Listen/Buy: Amazon | Apple Music | Bandcamp | Spotify | Tidal


Black Tambourine: Complete Recordings (1999)

Black Tambourine didn’t need to release a proper album to become iconic. The Silver Spring, Maryland band’s lineup was already a who’s who of ’80s and ’90s indie music: Mike Schulman, head of Slumberland; Pam Berry, co-founding editor of the beloved zine Chickfactor; and Archie Moore and Brian Nelson, who also played in Velocity Girl. Luckily, 1999’s Complete Recordings collects the handful of songs they recorded between 1989 and 1991. One of those tracks, “Throw Aggi Off the Bridge,” would go down in indie pop history as the genre’s premiere diss track, with Berry entreating the Pastels’ Stephen Pastel to toss bandmate (and one-time girlfriend) Annabel “Aggi” Wright into a river (“purely for pro-Stephen crush emphasis purposes,” Berry later clarified).

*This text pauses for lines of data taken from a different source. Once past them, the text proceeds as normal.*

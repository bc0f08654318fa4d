//! Response envelope shared by every gateway call.
//!
//! The gateway answers either with a structured envelope
//! (`{success, data?, error?, metadata?}`) or with a bare JSON payload. Both
//! shapes are folded into [`ApiResponse`] here so callers branch on
//! `response.success` instead of juggling transport errors.
//!
//! A payload that carries a top-level boolean `success` is always treated as
//! an envelope, even when the endpoint meant it as plain data.

use serde::{de::DeserializeOwned, Deserialize, Serialize};
use serde_json::{Map, Value};

/// No response was received (connect failure, DNS, timeout).
pub const NETWORK_ERROR: &str = "NETWORK_ERROR";
/// The body could not be parsed into the expected shape.
pub const INVALID_RESPONSE: &str = "INVALID_RESPONSE";
/// Domain code used by the gateway for concurrent-session collisions.
pub const CONFLICT: &str = "CONFLICT";
pub const NOT_FOUND: &str = "NOT_FOUND";

/// Error code derived from an HTTP status, e.g. `HTTP_404`.
#[must_use]
pub fn http_code(status: u16) -> String {
    format!("HTTP_{status}")
}

#[derive(Debug, Clone, PartialEq, Serialize, Deserialize)]
pub struct ApiError {
    pub code: String,
    pub message: String,
    #[serde(default, skip_serializing_if = "Option::is_none")]
    pub details: Option<Value>,
}

impl ApiError {
    pub fn new(code: impl Into<String>, message: impl Into<String>) -> Self {
        Self {
            code: code.into(),
            message: message.into(),
            details: None,
        }
    }

    #[must_use]
    pub fn with_details(mut self, details: Value) -> Self {
        self.details = Some(details);
        self
    }

    /// The integration was never set up (`details.configured == false`).
    #[must_use]
    pub fn is_not_configured(&self) -> bool {
        self.details
            .as_ref()
            .and_then(|details| details.get("configured"))
            .and_then(Value::as_bool)
            == Some(false)
    }

    #[must_use]
    pub fn is_conflict(&self) -> bool {
        self.code == CONFLICT || self.code == http_code(409)
    }

    /// Reads a numeric field from `details`, accepting integers and whole floats.
    #[must_use]
    pub fn detail_u64(&self, key: &str) -> Option<u64> {
        let value = self.details.as_ref()?.get(key)?;
        value
            .as_u64()
            .or_else(|| value.as_f64().filter(|f| *f >= 0.0).map(|f| f.ceil() as u64))
    }
}

impl std::fmt::Display for ApiError {
    fn fmt(&self, formatter: &mut std::fmt::Formatter<'_>) -> std::fmt::Result {
        write!(formatter, "{}: {}", self.code, self.message)
    }
}

#[derive(Debug, Clone, Default, PartialEq, Serialize, Deserialize)]
#[serde(rename_all = "camelCase")]
pub struct ResponseMetadata {
    #[serde(default, skip_serializing_if = "Option::is_none")]
    pub correlation_id: Option<String>,
    #[serde(default, skip_serializing_if = "Option::is_none")]
    pub timestamp: Option<String>,
    #[serde(default, skip_serializing_if = "Option::is_none")]
    pub api_version: Option<String>,
}

#[derive(Debug, Clone, PartialEq, Serialize, Deserialize)]
pub struct ApiResponse<T> {
    pub success: bool,
    #[serde(default, skip_serializing_if = "Option::is_none")]
    pub data: Option<T>,
    #[serde(default, skip_serializing_if = "Option::is_none")]
    pub error: Option<ApiError>,
    #[serde(default, skip_serializing_if = "Option::is_none")]
    pub metadata: Option<ResponseMetadata>,
}

impl<T> ApiResponse<T> {
    pub fn ok(data: T) -> Self {
        Self {
            success: true,
            data: Some(data),
            error: None,
            metadata: None,
        }
    }

    pub fn failure(error: ApiError) -> Self {
        Self {
            success: false,
            data: None,
            error: Some(error),
            metadata: None,
        }
    }

    /// Converts the envelope into a `Result`, for callers that prefer `?`.
    ///
    /// # Errors
    /// Returns the envelope error when `success` is false.
    pub fn into_result(self) -> Result<Option<T>, ApiError> {
        if self.success {
            Ok(self.data)
        } else {
            Err(self
                .error
                .unwrap_or_else(|| ApiError::new(INVALID_RESPONSE, "Request failed.")))
        }
    }

    pub fn map<U>(self, f: impl FnOnce(T) -> U) -> ApiResponse<U> {
        ApiResponse {
            success: self.success,
            data: self.data.map(f),
            error: self.error,
            metadata: self.metadata,
        }
    }
}

impl ApiResponse<Value> {
    /// Decodes `data` into a typed payload. A payload that does not match `T`
    /// turns the response into an `INVALID_RESPONSE` failure.
    pub fn decode<T: DeserializeOwned>(self) -> ApiResponse<T> {
        let ApiResponse {
            success,
            data,
            error,
            metadata,
        } = self;

        match data {
            Some(value) if success => match serde_json::from_value::<T>(value) {
                Ok(typed) => ApiResponse {
                    success,
                    data: Some(typed),
                    error,
                    metadata,
                },
                Err(err) => ApiResponse {
                    metadata,
                    ..ApiResponse::failure(ApiError::new(
                        INVALID_RESPONSE,
                        format!("Failed to decode response: {err}"),
                    ))
                },
            },
            _ => ApiResponse {
                success,
                data: None,
                error,
                metadata,
            },
        }
    }
}

/// Normalizes a raw HTTP exchange into an envelope.
///
/// `status_text` is the reason phrase used when the body carries no message.
#[must_use]
pub fn normalize_response(status: u16, status_text: &str, body: &str) -> ApiResponse<Value> {
    let is_ok = (200..300).contains(&status);
    let trimmed = body.trim();

    let parsed = if trimmed.is_empty() {
        Value::Object(Map::new())
    } else {
        match serde_json::from_str::<Value>(trimmed) {
            Ok(value) => value,
            Err(err) if is_ok => {
                return ApiResponse::failure(ApiError::new(
                    INVALID_RESPONSE,
                    format!("Failed to decode response: {err}"),
                ));
            }
            Err(_) => Value::Object(Map::new()),
        }
    };

    if !is_ok {
        return ApiResponse::failure(error_from_body(status, status_text, &parsed));
    }

    if parsed.get("success").is_some_and(Value::is_boolean) {
        return passthrough(parsed);
    }

    ApiResponse::ok(parsed)
}

fn error_from_body(status: u16, status_text: &str, body: &Value) -> ApiError {
    match body.get("error") {
        Some(error) if error.is_object() => {
            if let Ok(structured) = serde_json::from_value::<ApiError>(error.clone()) {
                return structured;
            }
        }
        Some(Value::String(message)) if !message.trim().is_empty() => {
            return ApiError::new(http_code(status), message.trim());
        }
        _ => {}
    }

    let message = body
        .get("message")
        .and_then(Value::as_str)
        .filter(|message| !message.trim().is_empty())
        .map_or_else(|| fallback_status_text(status, status_text), str::to_string);

    ApiError::new(http_code(status), message)
}

fn fallback_status_text(status: u16, status_text: &str) -> String {
    if status_text.trim().is_empty() {
        format!("Request failed with status {status}")
    } else {
        status_text.trim().to_string()
    }
}

fn passthrough(body: Value) -> ApiResponse<Value> {
    match serde_json::from_value::<ApiResponse<Value>>(body) {
        Ok(mut envelope) => {
            if !envelope.success && envelope.error.is_none() {
                envelope.error = Some(ApiError::new(INVALID_RESPONSE, "Request failed."));
            }
            envelope
        }
        Err(err) => ApiResponse::failure(ApiError::new(
            INVALID_RESPONSE,
            format!("Malformed response envelope: {err}"),
        )),
    }
}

Less sceney but equally invigorating is “For Ex-Lovers Only,” which offers some of the decade’s best blissed-out shoegaze-does-’60s-girl-group dissonance. –Quinn Moreland

Listen/Buy: Spotify


Advantage Lucy: ファンファーレ (Fanfare) (1999)

While the U.S. and UK were experiencing an explosion of cardigan-clad indie pop, Japan was quietly building a world of its own within the genre. Among the scene’s standouts were Advantage Lucy, a Tokyo quartet that fused sunny jangle pop with horns, jazzy drums, and retro vocal harmonies. After ditching their original, Peanuts-inspired moniker Lucy Van Pelt, they released ファンファーレ (Fanfare), their debut album as Advantage Lucy, in 1999. Like the best indie pop of the era, the album welcomes fans to reimagine the humdrum of life with an optimistic curiosity. “カタクリの花” floats through a dreamy guitar melody dotted with glockenspiel and recorder, while fan favorite “Solaris” is the most exuberant ode to milk you’ve ever heard. Decades later, the album is still charming new generations of fans at home and abroad. –Nina Corcoran

Buy/Listen: YouTube


The Magnetic Fields: 69 Love Songs (1999)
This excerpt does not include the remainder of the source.